Archive for November 29, 2014

Athena: Thision,Ancient Agora & Acropolis.

Today I visited the historic triangle of Athens ,Thission the  Ancient Agora and Acropolis. The weather was quite good and a lot of people was visiting the sites. Mainly Asians I met some Chinese and some Koreans. When you visit this sites you get a rush thats inexplicable. Maybe its the energy that flows in these marbles. Also it is very difficult not to score some nice photos even if you are completely ignorant on photography.

Thiseio (Greek: Θησείο, pronounced [θiˈsio]) is the name of a neighborhood in downtown Athens, Greece, northwest of the Acropolis, 1.5 km southwest of downtown; its name derives from the Temple of Hephaestus, also known as Τhiseio, as it was, in earlier times, considered a temple of Theseus. 

Temple of Hephestus

Detail From Inside Hephestus Temple
Hephaestus was the patron god of metal working and craftsmanship. There were numerous potters’ workshops and metal-working shops in the vicinity of the temple, as befits the temple’s honoree.

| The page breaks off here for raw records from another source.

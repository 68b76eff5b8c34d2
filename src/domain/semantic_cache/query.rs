//! Similarity query types and nearest-neighbor selection

use crate::domain::embedding::similarity_score;
use crate::domain::fingerprint::Fingerprint;

use super::CacheEntry;

/// A nearest-neighbor lookup scoped to one fingerprint partition
#[derive(Debug, Clone)]
pub struct SimilarityQuery {
    pub embedding: Vec<f32>,
    pub fingerprint: Fingerprint,
    /// Hard cutoff: the nearest entry is discarded when it scores below this
    pub score_threshold: f32,
}

impl SimilarityQuery {
    pub fn new(embedding: Vec<f32>, fingerprint: Fingerprint, score_threshold: f32) -> Self {
        Self {
            embedding,
            fingerprint,
            score_threshold,
        }
    }
}

/// The entry a query resolved to and its similarity score
#[derive(Debug, Clone)]
pub struct SemanticMatch {
    pub entry: CacheEntry,
    /// Similarity score (0.0 to 1.0)
    pub score: f32,
}

impl SemanticMatch {
    pub fn new(entry: CacheEntry, score: f32) -> Self {
        Self { entry, score }
    }
}

/// Select the best candidate for a query
///
/// Candidates carry their insertion sequence. Entries outside the query's
/// partition are skipped; equal top scores go to the most recently inserted
/// entry; a best score under the threshold yields no match.
pub fn select_nearest<'a, I>(candidates: I, query: &SimilarityQuery) -> Option<(&'a CacheEntry, f32)>
where
    I: IntoIterator<Item = (u64, &'a CacheEntry)>,
{
    let mut best: Option<(u64, &'a CacheEntry, f32)> = None;

    for (sequence, entry) in candidates {
        if entry.fingerprint() != &query.fingerprint {
            continue;
        }

        let score = similarity_score(&query.embedding, entry.embedding());

        let replace = match best {
            None => true,
            Some((best_sequence, _, best_score)) => {
                score > best_score || (score == best_score && sequence > best_sequence)
            }
        };

        if replace {
            best = Some((sequence, entry, score));
        }
    }

    best.filter(|(_, _, score)| *score >= query.score_threshold)
        .map(|(_, entry, score)| (entry, score))
}
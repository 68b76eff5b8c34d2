//! Embedding provider trait definition

use async_trait::async_trait;
use std::fmt::Debug;

use super::{EmbeddingRequest, EmbeddingResponse};
use crate::domain::DomainError;

/// Trait for embedding providers
///
/// Implementations must return the same vector for the same text and model.
/// Failures are reported as `DomainError::EmbeddingProvider` with a
/// transient or fatal kind.
#[async_trait]
pub trait EmbeddingProvider: Send + Sync + Debug {
    /// Generate an embedding for the given input
    async fn embed(&self, request: EmbeddingRequest) -> Result<EmbeddingResponse, DomainError>;

    /// Get the provider name
    fn provider_name(&self) -> &'static str;

    /// Get the default model for this provider
    fn default_model(&self) -> &'static str;

    /// Get the embedding dimensions for a model
    fn dimensions(&self, model: &str) -> Option<usize>;
}
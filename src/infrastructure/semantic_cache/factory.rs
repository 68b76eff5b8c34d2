//! Store factory for runtime backend selection

use std::sync::Arc;

use tracing::info;

use crate::domain::semantic_cache::{SemanticCacheConfig, SemanticCacheStore, StoreBackend};
use crate::domain::DomainError;

use super::in_memory::InMemorySemanticStore;
use super::redis::{RedisSemanticStore, RedisStoreConfig};

/// Factory for creating semantic cache stores
pub struct SemanticStoreFactory;

impl SemanticStoreFactory {
    /// Create the store described by the configuration
    pub async fn create(
        config: &SemanticCacheConfig,
    ) -> Result<Arc<dyn SemanticCacheStore>, DomainError> {
        config.validate()?;

        info!(
            "Creating {} semantic cache store in namespace {}",
            config.backend, config.namespace
        );

        match config.backend {
            StoreBackend::InMemory => Ok(Arc::new(Self::create_in_memory(config))),
            StoreBackend::Redis => Ok(Arc::new(Self::create_redis(config).await?)),
        }
    }

    /// Create an in-memory store
    pub fn create_in_memory(config: &SemanticCacheConfig) -> InMemorySemanticStore {
        let mut store = InMemorySemanticStore::new();

        if let Some(max) = config.max_entries {
            store = store.with_max_entries(max);
        }

        if let Some(ttl) = config.ttl() {
            store = store.with_ttl(ttl);
        }

        store
    }

    /// Create a Redis store
    pub async fn create_redis(
        config: &SemanticCacheConfig,
    ) -> Result<RedisSemanticStore, DomainError> {
        let url = config.redis_url.as_ref().ok_or_else(|| {
            DomainError::configuration("Redis URL is required for the redis backend")
        })?;

        let mut redis_config = RedisStoreConfig::new(url, &config.namespace);

        if let Some(ttl) = config.ttl() {
            redis_config = redis_config.with_ttl(ttl);
        }

        RedisSemanticStore::new(redis_config).await
    }
}

#[cfg(test)]
mod tests {
    use super::*;
    use std::time::Duration;

    #[tokio::test]
    async fn test_create_in_memory_store() {
        let config = SemanticCacheConfig::new().with_max_entries(10);

        let store = SemanticStoreFactory::create(&config).await.unwrap();

        assert_eq!(store.len().await.unwrap(), 0);
    }

    #[tokio::test]
    async fn test_redis_requires_url() {
        let config = SemanticCacheConfig::new().with_backend(StoreBackend::Redis);

        let result = SemanticStoreFactory::create(&config).await;

        assert!(matches!(result, Err(DomainError::Configuration { .. })));
    }

    #[tokio::test]
    async fn test_zero_max_entries_rejected() {
        let config = SemanticCacheConfig::new().with_max_entries(0);

        let result = SemanticStoreFactory::create(&config).await;

        assert!(matches!(result, Err(DomainError::Configuration { .. })));
    }

    #[test]
    fn test_in_memory_applies_limits() {
        let config = SemanticCacheConfig::new()
            .with_max_entries(5)
            .with_ttl(Duration::from_secs(60));

        let store = SemanticStoreFactory::create_in_memory(&config);

        assert!(format!("{:?}", store).contains("max_entries: Some(5)"));
    }

    #[tokio::test]
    #[ignore = "Requires running Redis instance"]
    async fn test_create_redis_store() {
        let config = SemanticCacheConfig::new()
            .with_backend(StoreBackend::Redis)
            .with_redis_url("redis://127.0.0.1:6379")
            .with_namespace("test:factory");

        let store = SemanticStoreFactory::create(&config).await.unwrap();
        store.clear().await.unwrap();

        assert_eq!(store.len().await.unwrap(), 0);
    }
}
use std::fmt;

use thiserror::Error;

/// Whether an embedding failure may succeed on retry
#[derive(Debug, Clone, Copy, PartialEq, Eq)]
pub enum EmbeddingErrorKind {
    /// Throttling, timeouts, upstream 5xx
    Transient,
    /// Malformed input or response, authentication, unknown model
    Fatal,
}

impl fmt::Display for EmbeddingErrorKind {
    fn fmt(&self, f: &mut fmt::Formatter<'_>) -> fmt::Result {
        match self {
            EmbeddingErrorKind::Transient => write!(f, "transient"),
            EmbeddingErrorKind::Fatal => write!(f, "fatal"),
        }
    }
}

/// Core domain errors
///
/// Every failure is surfaced as one of these values; a cache miss is never
/// expressed as an error.
#[derive(Debug, Error)]
pub enum DomainError {
    #[error("Embedding provider error ({kind}): {provider} - {message}")]
    EmbeddingProvider {
        provider: String,
        message: String,
        kind: EmbeddingErrorKind,
    },

    #[error("Store unavailable: {message}")]
    StoreUnavailable { message: String },

    #[error("Serialization error: {message}")]
    Serialization { message: String },

    #[error("Generation error: {provider} - {message}")]
    Generation { provider: String, message: String },

    #[error("Configuration error: {message}")]
    Configuration { message: String },

    #[error("Internal error: {message}")]
    Internal { message: String },
}

impl DomainError {
    pub fn embedding_transient(provider: impl Into<String>, message: impl Into<String>) -> Self {
        Self::EmbeddingProvider {
            provider: provider.into(),
            message: message.into(),
            kind: EmbeddingErrorKind::Transient,
        }
    }

    pub fn embedding_fatal(provider: impl Into<String>, message: impl Into<String>) -> Self {
        Self::EmbeddingProvider {
            provider: provider.into(),
            message: message.into(),
            kind: EmbeddingErrorKind::Fatal,
        }
    }

    pub fn store_unavailable(message: impl Into<String>) -> Self {
        Self::StoreUnavailable {
            message: message.into(),
        }
    }

    pub fn serialization(message: impl Into<String>) -> Self {
        Self::Serialization {
            message: message.into(),
        }
    }

    pub fn generation(provider: impl Into<String>, message: impl Into<String>) -> Self {
        Self::Generation {
            provider: provider.into(),
            message: message.into(),
        }
    }

    pub fn configuration(message: impl Into<String>) -> Self {
        Self::Configuration {
            message: message.into(),
        }
    }

    pub fn internal(message: impl Into<String>) -> Self {
        Self::Internal {
            message: message.into(),
        }
    }

    /// Whether retrying the same call may succeed
    pub fn is_retryable(&self) -> bool {
        match self {
            Self::EmbeddingProvider { kind, .. } => *kind == EmbeddingErrorKind::Transient,
            Self::StoreUnavailable { .. } => true,
            _ => false,
        }
    }
}

#[cfg(test)]
mod tests {
    use super::*;

    #[test]
    fn test_embedding_error_display() {
        let error = DomainError::embedding_transient("openai", "HTTP 429: slow down");
        assert_eq!(
            error.to_string(),
            "Embedding provider error (transient): openai - HTTP 429: slow down"
        );
    }

    #[test]
    fn test_store_unavailable_error() {
        let error = DomainError::store_unavailable("connection refused");
        assert_eq!(error.to_string(), "Store unavailable: connection refused");
    }

    #[test]
    fn test_retryable_classification() {
        assert!(DomainError::embedding_transient("p", "timeout").is_retryable());
        assert!(!DomainError::embedding_fatal("p", "bad input").is_retryable());
        assert!(DomainError::store_unavailable("down").is_retryable());
        assert!(!DomainError::serialization("NaN").is_retryable());
        assert!(!DomainError::generation("openai", "quota").is_retryable());
    }
}
//! Semantic cache configuration

use std::time::Duration;

use serde::{Deserialize, Serialize};

use crate::domain::DomainError;

/// Supported store backends
#[derive(Debug, Clone, Copy, PartialEq, Eq, Default, Serialize, Deserialize)]
#[serde(rename_all = "snake_case")]
pub enum StoreBackend {
    /// Process-local store with linear search
    #[default]
    InMemory,
    /// Redis-backed store shared between processes
    Redis,
}

impl std::fmt::Display for StoreBackend {
    fn fmt(&self, f: &mut std::fmt::Formatter<'_>) -> std::fmt::Result {
        match self {
            StoreBackend::InMemory => write!(f, "in_memory"),
            StoreBackend::Redis => write!(f, "redis"),
        }
    }
}

impl std::str::FromStr for StoreBackend {
    type Err = DomainError;

    fn from_str(s: &str) -> Result<Self, Self::Err> {
        match s.to_lowercase().as_str() {
            "in_memory" | "inmemory" | "memory" => Ok(StoreBackend::InMemory),
            "redis" => Ok(StoreBackend::Redis),
            _ => Err(DomainError::configuration(format!(
                "Unknown store backend: {}. Valid backends: in_memory, redis",
                s
            ))),
        }
    }
}

/// Configuration for a semantic cache instance
#[derive(Debug, Clone, Serialize, Deserialize)]
pub struct SemanticCacheConfig {
    /// Minimum similarity score (0.0 to 1.0) for a stored entry to count as a hit
    #[serde(default = "default_score_threshold")]
    pub score_threshold: f32,

    /// Namespace that scopes every store operation, including clear
    #[serde(default = "default_namespace")]
    pub namespace: String,

    #[serde(default)]
    pub backend: StoreBackend,

    /// Redis connection URL (required for the Redis backend)
    #[serde(default)]
    pub redis_url: Option<String>,

    /// Entry time-to-live in seconds; entries never expire when unset
    #[serde(default)]
    pub ttl_secs: Option<u64>,

    /// Maximum number of entries (in-memory backend only)
    #[serde(default)]
    pub max_entries: Option<usize>,

    /// Leave the stop parameter out of fingerprints
    #[serde(default = "default_true")]
    pub fingerprint_excludes_stop: bool,
}

fn default_score_threshold() -> f32 {
    0.8
}

fn default_namespace() -> String {
    "semantic:llm".to_string()
}

fn default_true() -> bool {
    true
}

impl Default for SemanticCacheConfig {
    fn default() -> Self {
        Self {
            score_threshold: default_score_threshold(),
            namespace: default_namespace(),
            backend: StoreBackend::default(),
            redis_url: None,
            ttl_secs: None,
            max_entries: None,
            fingerprint_excludes_stop: default_true(),
        }
    }
}

impl SemanticCacheConfig {
    pub fn new() -> Self {
        Self::default()
    }

    /// Get TTL as Duration
    pub fn ttl(&self) -> Option<Duration> {
        self.ttl_secs.map(Duration::from_secs)
    }

    /// Set the score threshold, clamped into [0, 1]
    pub fn with_score_threshold(mut self, threshold: f32) -> Self {
        self.score_threshold = threshold.clamp(0.0, 1.0);
        self
    }

    pub fn with_namespace(mut self, namespace: impl Into<String>) -> Self {
        self.namespace = namespace.into();
        self
    }

    pub fn with_backend(mut self, backend: StoreBackend) -> Self {
        self.backend = backend;
        self
    }

    pub fn with_redis_url(mut self, url: impl Into<String>) -> Self {
        self.redis_url = Some(url.into());
        self
    }

    pub fn with_ttl(mut self, ttl: Duration) -> Self {
        self.ttl_secs = Some(ttl.as_secs());
        self
    }

    pub fn with_max_entries(mut self, max: usize) -> Self {
        self.max_entries = Some(max);
        self
    }

    pub fn with_fingerprint_excludes_stop(mut self, excludes: bool) -> Self {
        self.fingerprint_excludes_stop = excludes;
        self
    }

    /// Check values that deserialization alone cannot enforce
    pub fn validate(&self) -> Result<(), DomainError> {
        if !(0.0..=1.0).contains(&self.score_threshold) {
            return Err(DomainError::configuration(format!(
                "score_threshold must be within [0, 1], got {}",
                self.score_threshold
            )));
        }

        if self.namespace.trim().is_empty() {
            return Err(DomainError::configuration("namespace must not be empty"));
        }

        if self.namespace.contains(['{', '}']) {
            return Err(DomainError::configuration(
                "namespace must not contain braces",
            ));
        }

        if self.max_entries == Some(0) {
            return Err(DomainError::configuration(
                "max_entries must be at least 1 when set",
            ));
        }

        if self.backend == StoreBackend::Redis && self.redis_url.is_none() {
            return Err(DomainError::configuration(
                "redis_url is required for the redis backend",
            ));
        }

        Ok(())
    }
}
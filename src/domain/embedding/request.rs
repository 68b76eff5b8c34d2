//! Embedding request type

use serde::{Deserialize, Serialize};

/// Request to embed a single text
#[derive(Debug, Clone, Serialize, Deserialize)]
pub struct EmbeddingRequest {
    model: String,
    input: String,
    #[serde(skip_serializing_if = "Option::is_none")]
    dimensions: Option<usize>,
}

impl EmbeddingRequest {
    pub fn new(model: impl Into<String>, input: impl Into<String>) -> Self {
        Self {
            model: model.into(),
            input: input.into(),
            dimensions: None,
        }
    }

    /// Ask the provider for a specific output size (for models that support it)
    pub fn with_dimensions(mut self, dimensions: usize) -> Self {
        self.dimensions = Some(dimensions);
        self
    }

    pub fn model(&self) -> &str {
        &self.model
    }

    pub fn input(&self) -> &str {
        &self.input
    }

    pub fn dimensions(&self) -> Option<usize> {
        self.dimensions
    }
}
//! Embedding provider domain models and traits

mod provider;
mod request;
mod response;

pub use provider::EmbeddingProvider;
pub use request::EmbeddingRequest;
pub use response::{cosine_similarity, similarity_score, Embedding, EmbeddingResponse};

#[cfg(test)]
pub use provider::mock::MockEmbeddingProvider;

Archaeological evidence suggests that there was no earlier building on the site except for a small sanctuary that was burned when the Persians occupied Athens in 480 BCE. The name Theseion or Temple of Theseus was attributed to the monument under the assumption it housed the remains of the Athenian hero Theseus, brought back to the city from the island of Skyros by Kimon in 475 BCE, but refuted after inscriptions from within the temple associated it firmly with Hephaestus.

Emperor Andrianos
Ancient Agora, In distance Temple Agion Asomaton and Acropolis
The Agora, the marketplace and civic center, was one of the most important parts of an ancient city of Athens. In addition to being a place where people gathered to buy and sell all kinds of commodities, it was also a place where people assembled to discuss all kinds of topics: business, politics, current events, or the nature of the universe and the divine.  The Agora of Athens, where ancient Greek democracy first came to life, provides a wonderful opportunity to examine the commercial, political, religious, and cultural life of one of the great cities of the ancient world.

The earliest archaeological excavations in the Athenian Agora were conducted by the Greek Archaeological Society in the 19th century. Since 1931 and continuing to the present day, the excavations have been conducted by the American School of Classical Studies in Athens.

Temple Agion Asomaton
A short distance from the temple of Hephaestus in Thission, the church of Saints Asomatoi is a simple, cross-in-square church with a narthex and Athenian-style dome, supported by four columns. Dating from the mid-11th century, the church sits approximately two metres lower than the current street level.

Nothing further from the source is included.